Well done! The stats made MEGO. Someone has to interpret them, I reckon. Buckle up! There will be no contagion...BB Nobel prize winner and Raccoon, h/t Ben Hunt
Hey there - I think there may be some confusion - I was talking about the prices in May and the timing of that :). And, I was being honest that my long-term framework is taking longer due to things like the ERC credits. I've never claimed to have this timed, but I do think we will start to see significant increases in inventory by the beginning of Q4 and am working on a forecast. The prices I'm seeing for July 4th are notably much LOWER. That was my point. I consider the question of what I'm missing at least once every five minutes, honestly. But I make sure that I don't just stay in the echo chamber and read people who completely discount my view and make sure to carefully consider all challenges. My timeframe is very long-term as to what I see happening in housing. What is your timeframe? Maybe I can speak directly to what I see in your timeframe. Or, are you watching to guide investments. Tell me why you are here and I can help tell you my view :). And thank you for reading and the engagement!
I started my management training program out of nam in my early 20s 1977 Avco Financial Services. I did it all with a typewriter and adding machine lending $$ for anything, including signing the checks.

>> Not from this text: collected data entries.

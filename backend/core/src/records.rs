//! Typed views of the explorer's query results.
//!
//! Every field is optional: the explorer returns null for anything it does not
//! know, and the reply composer substitutes placeholders. A `None` primary
//! record (`AccountData::account`, `TransactionData::transaction`) means the
//! entity does not exist, which is not the same as a null field inside a
//! present record.

use serde::{Deserialize, Serialize};

use crate::de::{opt_string_or_number, opt_u32_lenient};

// ---------------------------------------------------------------------------
// account
// ---------------------------------------------------------------------------

/// Result of the `account` query.
#[derive(Debug, Clone, Default, Serialize, Deserialize)]
pub struct AccountData {
    #[serde(default)]
    pub account: Option<AccountRecord>,
}

#[derive(Debug, Clone, Default, Serialize, Deserialize)]
pub struct AccountRecord {
    #[serde(default, deserialize_with = "opt_string_or_number")]
    pub id: Option<String>,
    #[serde(default)]
    pub eth_address: Option<String>,
    #[serde(rename = "type", default)]
    pub kind: Option<String>,
    #[serde(default, deserialize_with = "opt_string_or_number")]
    pub transaction_count: Option<String>,
    #[serde(default, deserialize_with = "opt_string_or_number")]
    pub token_transfer_count: Option<String>,
    #[serde(default, deserialize_with = "opt_string_or_number")]
    pub nonce: Option<String>,
    #[serde(default)]
    pub account_udts: Option<Vec<AccountUdt>>,
}

impl AccountRecord {
    /// UDT balances, empty when the explorer omitted the list.
    pub fn udts(&self) -> &[AccountUdt] {
        self.account_udts.as_deref().unwrap_or_default()
    }
}

/// One token balance held by an account.
#[derive(Debug, Clone, Default, Serialize, Deserialize)]
pub struct AccountUdt {
    #[serde(default, deserialize_with = "opt_string_or_number")]
    pub balance: Option<String>,
    #[serde(default)]
    pub udt: Option<UdtRecord>,
}

/// User-defined token metadata.
#[derive(Debug, Clone, Default, Serialize, Deserialize)]
pub struct UdtRecord {
    #[serde(default, deserialize_with = "opt_string_or_number")]
    pub id: Option<String>,
    #[serde(default)]
    pub icon: Option<String>,
    #[serde(default, deserialize_with = "opt_u32_lenient")]
    pub decimal: Option<u32>,
    #[serde(default)]
    pub name: Option<String>,
    #[serde(rename = "type", default)]
    pub kind: Option<String>,
    #[serde(default)]
    pub symbol: Option<String>,
}

// ---------------------------------------------------------------------------
// transaction
// ---------------------------------------------------------------------------

/// Result of the `transaction` query together with its token transfers.
#[derive(Debug, Clone, Default, Serialize, Deserialize)]
pub struct TransactionData {
    #[serde(default)]
    pub transaction: Option<TransactionRecord>,
    #[serde(default)]
    pub token_transfers: Option<TransferList>,
}

impl TransactionData {
    pub fn transfers(&self) -> &[TokenTransfer] {
        self.token_transfers
            .as_ref()
            .map(|list| list.entries.as_slice())
            .unwrap_or_default()
    }
}

#[derive(Debug, Clone, Default, Serialize, Deserialize)]
pub struct TransactionRecord {
    #[serde(default)]
    pub hash: Option<String>,
    #[serde(rename = "type", default)]
    pub kind: Option<String>,
    #[serde(default)]
    pub from_account: Option<AccountRef>,
    #[serde(default)]
    pub to_account: Option<AccountRef>,
    /// Present only for EVM (polyjuice) transactions.
    #[serde(default)]
    pub polyjuice: Option<PolyjuiceRecord>,
    #[serde(default)]
    pub block: Option<BlockRecord>,
}

impl TransactionRecord {
    pub fn from_address(&self) -> Option<&str> {
        self.from_account.as_ref().and_then(|a| a.eth_address.as_deref())
    }

    pub fn to_address(&self) -> Option<&str> {
        self.to_account.as_ref().and_then(|a| a.eth_address.as_deref())
    }
}

#[derive(Debug, Clone, Default, Serialize, Deserialize)]
pub struct AccountRef {
    #[serde(default)]
    pub eth_address: Option<String>,
}

#[derive(Debug, Clone, Default, Serialize, Deserialize)]
pub struct PolyjuiceRecord {
    #[serde(default, deserialize_with = "opt_string_or_number")]
    pub value: Option<String>,
    #[serde(default)]
    pub status: Option<String>,
    #[serde(default)]
    pub input: Option<String>,
}

#[derive(Debug, Clone, Default, Serialize, Deserialize)]
pub struct BlockRecord {
    #[serde(default, deserialize_with = "opt_string_or_number")]
    pub number: Option<String>,
    #[serde(default)]
    pub hash: Option<String>,
    #[serde(default, deserialize_with = "opt_string_or_number")]
    pub timestamp: Option<String>,
    #[serde(default)]
    pub status: Option<String>,
}

// ---------------------------------------------------------------------------
// token transfers
// ---------------------------------------------------------------------------

#[derive(Debug, Clone, Default, Serialize, Deserialize)]
pub struct TransferList {
    #[serde(default)]
    pub entries: Vec<TokenTransfer>,
}

/// A single ERC-20 style transfer emitted by a transaction.
#[derive(Debug, Clone, Default, Serialize, Deserialize)]
pub struct TokenTransfer {
    #[serde(default)]
    pub from_address: Option<String>,
    #[serde(default)]
    pub to_address: Option<String>,
    #[serde(default, deserialize_with = "opt_string_or_number")]
    pub amount: Option<String>,
    #[serde(default)]
    pub udt: Option<UdtRecord>,
}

I collected every category of delinquency and chased people in the field locating my collateral. I made the loan, I better collect it was the standard for managers. I ran several credit and collection departments for many iconic companies. Nations bank/credit, Wieboldts, Polk Bros, Security and Southern Pacific to name a few prime, 1st National, TCF bank(s) and Ameriquest subprime. I handled BK claims, wage assignments and appeared in court for the creditors collection lawsuits, very rare experiences. I fought the system from my position refusing predatory activities that hurt borrowers. In the evenings (extra $) I closed mortgage loans at people's homes for title companies, recognizing all the front end and hidden backend fees I tried to talk consumers out of signing. Lost that job. I saved and helped hundreds of customers throughout my underwriting and lending career trying to change lending standards during the predatory years but fought a losing battle. The burnout from working in "lending and collections" was a private life altering profession. Love your efforts and experiences.